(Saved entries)
* * *
use chrono::Utc;
use sqlx::sqlite::SqlitePool;
use tracing::info;

use crate::error::{CacheError, CacheResult};

/// One forward-only schema step.
pub struct Migration {
    pub version: i64,
    pub name: &'static str,
    pub sql: &'static str,
}

/// Applied in order; never edit a shipped entry, append a new one.
pub const MIGRATIONS: &[Migration] = &[
    Migration {
        version: 1,
        name: "businesses",
        sql: r#"
        CREATE TABLE IF NOT EXISTS businesses (
            business_key TEXT PRIMARY KEY,
            name TEXT NOT NULL,
            cid TEXT,
            place_id TEXT,
            address TEXT,
            phone TEXT,
            latitude REAL,
            longitude REAL,
            category TEXT,
            rating REAL,
            quality_score INTEGER NOT NULL,
            record_json TEXT NOT NULL,
            source_engine TEXT NOT NULL,
            first_seen_at INTEGER NOT NULL,
            last_updated_at INTEGER NOT NULL,
            update_count INTEGER NOT NULL DEFAULT 1
        );
        CREATE INDEX IF NOT EXISTS idx_businesses_last_updated ON businesses(last_updated_at);
        "#,
    },
    Migration {
        version: 2,
        name: "reviews_and_images",
        sql: r#"
        CREATE TABLE IF NOT EXISTS reviews (
            id INTEGER PRIMARY KEY AUTOINCREMENT,
            business_key TEXT NOT NULL REFERENCES businesses(business_key) ON DELETE CASCADE,
            content_hash TEXT NOT NULL,
            reviewer TEXT NOT NULL,
            rating REAL,
            text TEXT NOT NULL,
            relative_date TEXT,
            captured_at INTEGER NOT NULL,
            UNIQUE(business_key, content_hash)
        );
        CREATE TABLE IF NOT EXISTS images (
            id INTEGER PRIMARY KEY AUTOINCREMENT,
            business_key TEXT NOT NULL REFERENCES businesses(business_key) ON DELETE CASCADE,
            url TEXT NOT NULL,
            resolution TEXT,
            captured_at INTEGER NOT NULL,
            UNIQUE(business_key, url)
        );
        "#,
    },
    Migration {
        version: 3,
        name: "extraction_history",
        sql: r#"
        CREATE TABLE IF NOT EXISTS extraction_history (
            id INTEGER PRIMARY KEY AUTOINCREMENT,
            business_key TEXT,
            query TEXT NOT NULL,
            engine TEXT NOT NULL,
            duration_ms INTEGER NOT NULL,
            quality_score INTEGER,
            success INTEGER NOT NULL,
            error TEXT,
            recorded_at INTEGER NOT NULL
        );
        CREATE INDEX IF NOT EXISTS idx_history_engine ON extraction_history(engine);
        "#,
    },
    Migration {
        version: 4,
        name: "identity_aliases",
        sql: r#"
        CREATE TABLE IF NOT EXISTS identity_aliases (
            alias_key TEXT PRIMARY KEY,
            business_key TEXT NOT NULL REFERENCES businesses(business_key) ON DELETE CASCADE,
            created_at INTEGER NOT NULL
        );
        CREATE INDEX IF NOT EXISTS idx_aliases_business ON identity_aliases(business_key);
        "#,
    },
    // Schema Evolution: new columns are added, old ones are never dropped.
    Migration {
        version: 5,
        name: "businesses_website",
        sql: "ALTER TABLE businesses ADD COLUMN website TEXT;",
    },
];

pub fn latest_version() -> i64 {
    MIGRATIONS.last().map(|m| m.version).unwrap_or(0)
}

/// Bring the database up to the latest schema.
///
/// A database written by a newer build is refused rather than rewritten.
pub async fn migrate(pool: &SqlitePool) -> CacheResult<()> {
    sqlx::query(
        r#"
        CREATE TABLE IF NOT EXISTS schema_migrations (
            version INTEGER PRIMARY KEY,
            name TEXT NOT NULL,
            applied_at INTEGER NOT NULL
        );
        "#,
    )
    .execute(pool)
    .await?;

    let current = current_version(pool).await?;
    let latest = latest_version();
    if current > latest {
        return Err(CacheError::Migration(format!(
            "database schema version {} is newer than supported version {}",
            current, latest
        )));
    }

    for migration in MIGRATIONS.iter().filter(|m| m.version > current) {
        let mut tx = pool.begin().await?;
        sqlx::query(migration.sql).execute(&mut *tx).await.map_err(|e| {
            CacheError::Migration(format!("migration {} ({}) failed: {}", migration.version, migration.name, e))
        })?;
        sqlx::query("INSERT INTO schema_migrations (version, name, applied_at) VALUES (?, ?, ?)")
            .bind(migration.version)
            .bind(migration.name)
            .bind(Utc::now().timestamp_millis())
            .execute(&mut *tx)
            .await?;
        tx.commit().await?;
        info!(version = migration.version, name = migration.name, "applied cache schema migration");
    }

    Ok(())
}

pub async fn current_version(pool: &SqlitePool) -> CacheResult<i64> {
    let version: Option<i64> = sqlx::query_scalar("SELECT MAX(version) FROM schema_migrations")
        .fetch_one(pool)
        .await?;
    Ok(version.unwrap_or(0))
}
* * *
» **WHAT TO WORK ON**
Go through the entries above and copy out every line that includes the word "TABLE".

» **EXERCISE ANSWER**
        CREATE TABLE IF NOT EXISTS businesses (
        CREATE TABLE IF NOT EXISTS reviews (
        CREATE TABLE IF NOT EXISTS images (
        CREATE TABLE IF NOT EXISTS extraction_history (
        CREATE TABLE IF NOT EXISTS identity_aliases (
        sql: "ALTER TABLE businesses ADD COLUMN website TEXT;",
        CREATE TABLE IF NOT EXISTS schema_migrations (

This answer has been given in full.